WORK ORDER => Show every line in the records below that contains the word "field".

Stored records:
------------------------------------------------

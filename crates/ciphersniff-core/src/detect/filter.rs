//! Algorithm name filtering.

/// Case-insensitive substring filter over algorithm names.
///
/// Built from a comma-separated list such as `cha,md,zip`. An algorithm is
/// selected when its name contains any of the substrings. A filter with no
/// substrings selects everything.
#[derive(Debug, Clone, Default, PartialEq, Eq)]
pub struct NameFilter {
    needles: Vec<String>,
}

impl NameFilter {
    /// A filter that selects every algorithm
    pub fn all() -> Self {
        Self::default()
    }

    /// Creates a filter from individual substrings.
    ///
    /// Substrings are trimmed and lower-cased; blank ones are ignored.
    pub fn new<I, S>(needles: I) -> Self
    where
        I: IntoIterator<Item = S>,
        S: AsRef<str>,
    {
        let needles = needles
            .into_iter()
            .map(|s| s.as_ref().trim().to_lowercase())
            .filter(|s| !s.is_empty())
            .collect();
        Self { needles }
    }

    /// Parses a comma-separated filter list
    pub fn parse(list: &str) -> Self {
        Self::new(list.split(','))
    }

    /// The normalized substrings
    pub fn needles(&self) -> &[String] {
        &self.needles
    }

    /// True if this filter selects everything
    pub fn is_empty(&self) -> bool {
        self.needles.is_empty()
    }

    /// True if `name` is selected
    pub fn matches(&self, name: &str) -> bool {
        if self.needles.is_empty() {
            return true;
        }
        let name = name.to_lowercase();
        self.needles.iter().any(|needle| name.contains(needle.as_str()))
    }
}
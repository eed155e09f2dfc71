//! Serial link to a sensor board.

use crate::{BaudRate, Error, Result};
use std::io;
use std::pin::Pin;
use std::task::{Context, Poll};
use tokio::io::{AsyncRead, AsyncReadExt, AsyncWriteExt, ReadBuf};
use tokio_serial::{DataBits, FlowControl, Parity, SerialPortBuilderExt, SerialStream, StopBits};
use tracing::{debug, info};

/// Byte-oriented serial connection, 8N1 without flow control.
///
/// The link starts closed. It must be opened from within a tokio runtime.
/// It implements [`AsyncRead`] so record readers can consume it like any
/// other byte stream.
#[derive(Default)]
pub struct SerialLink {
    port: Option<SerialStream>,
    port_path: String,
    baud: BaudRate,
}

impl SerialLink {
    /// Creates a closed link.
    pub fn new() -> Self {
        Self::default()
    }

    /// Opens `path` at `baud`, closing any port already held.
    pub fn open(&mut self, path: &str, baud: BaudRate) -> Result<()> {
        self.close();

        let port = tokio_serial::new(path, baud.as_u32())
            .data_bits(DataBits::Eight)
            .parity(Parity::None)
            .stop_bits(StopBits::One)
            .flow_control(FlowControl::None)
            .open_native_async()
            .map_err(|e| {
                // Check if the error is due to device not existing
                if let tokio_serial::ErrorKind::Io(kind) = &e.kind {
                    if *kind == io::ErrorKind::NotFound || *kind == io::ErrorKind::PermissionDenied
                    {
                        if !std::path::Path::new(path).exists() {
                            return Error::PortNotFound(path.to_string());
                        }
                    }
                }
                if e.kind == tokio_serial::ErrorKind::NoDevice {
                    return Error::PortNotFound(path.to_string());
                }
                Error::Serial(e)
            })?;

        info!("Serial port {} opened at {} baud", path, baud);
        self.port = Some(port);
        self.port_path = path.to_string();
        self.baud = baud;
        Ok(())
    }

    /// Reads whatever bytes are available into `buf`.
    ///
    /// Returns 0 once the device has closed the stream.
    pub async fn read(&mut self, buf: &mut [u8]) -> Result<usize> {
        let port = self.port.as_mut().ok_or(Error::NotConnected)?;
        let n = port.read(buf).await?;
        debug!("Read {} byte(s) from {}", n, self.port_path);
        Ok(n)
    }

    /// Writes all of `data` and flushes.
    pub async fn write(&mut self, data: &[u8]) -> Result<()> {
        let port = self.port.as_mut().ok_or(Error::NotConnected)?;
        port.write_all(data).await?;
        port.flush().await?;
        debug!("Wrote {} byte(s) to {}", data.len(), self.port_path);
        Ok(())
    }

    /// Closes the port. Does nothing if it is not open.
    pub fn close(&mut self) {
        if self.port.take().is_some() {
            info!("Serial port {} closed", self.port_path);
        }
    }

    /// Returns true if the port is open.
    pub fn is_open(&self) -> bool {
        self.port.is_some()
    }

    /// Returns the path of the last opened port.
    pub fn port_path(&self) -> &str {
        &self.port_path
    }

    /// Returns the speed of the last opened port.
    pub fn baud(&self) -> BaudRate {
        self.baud
    }
}

impl AsyncRead for SerialLink {
    fn poll_read(
        self: Pin<&mut Self>,
        cx: &mut Context<'_>,
        buf: &mut ReadBuf<'_>,
    ) -> Poll<io::Result<()>> {
        match self.get_mut().port.as_mut() {
            Some(port) => Pin::new(port).poll_read(cx, buf),
            None => Poll::Ready(Err(io::Error::new(
                io::ErrorKind::NotConnected,
                "serial port not open",
            ))),
        }
    }
}

impl std::fmt::Debug for SerialLink {
    fn fmt(&self, f: &mut std::fmt::Formatter<'_>) -> std::fmt::Result {
        f.debug_struct("SerialLink")
            .field("port_path", &self.port_path)
            .field("baud", &self.baud)
            .field("open", &self.is_open())
            .finish()
    }
}

impl Drop for SerialLink {
    fn drop(&mut self) {
        self.close();
    }
}

#[cfg(test)]
mod tests {
    use super::*;

    #[test]
    fn test_new_link_is_closed() {
        let link = SerialLink::new();
        assert!(!link.is_open());
        assert_eq!(link.baud(), BaudRate::B9600);
        assert_eq!(link.port_path(), "");
    }

    #[tokio::test]
    async fn test_read_write_require_open_port() {
        let mut link = SerialLink::new();
        let mut buf = [0u8; 8];
        assert!(matches!(link.read(&mut buf).await, Err(Error::NotConnected)));
        assert!(matches!(link.write(b"ping").await, Err(Error::NotConnected)));
    }

    #[tokio::test]
    async fn test_async_read_on_closed_link() {
        let mut link = SerialLink::new();
        let mut buf = Vec::new();
        let err = link.read_to_end(&mut buf).await.unwrap_err();
        assert_eq!(err.kind(), io::ErrorKind::NotConnected);
    }

    #[tokio::test]
    async fn test_open_missing_device() {
        let mut link = SerialLink::new();
        let result = link.open("/dev/sensorlog-does-not-exist", BaudRate::B9600);
        assert!(matches!(result, Err(Error::PortNotFound(_))));
        assert!(!link.is_open());
        link.close();
    }
}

------------------------------------------------

SOLUTION BELOW =>
            .field("port_path", &self.port_path)
            .field("baud", &self.baud)
            .field("open", &self.is_open())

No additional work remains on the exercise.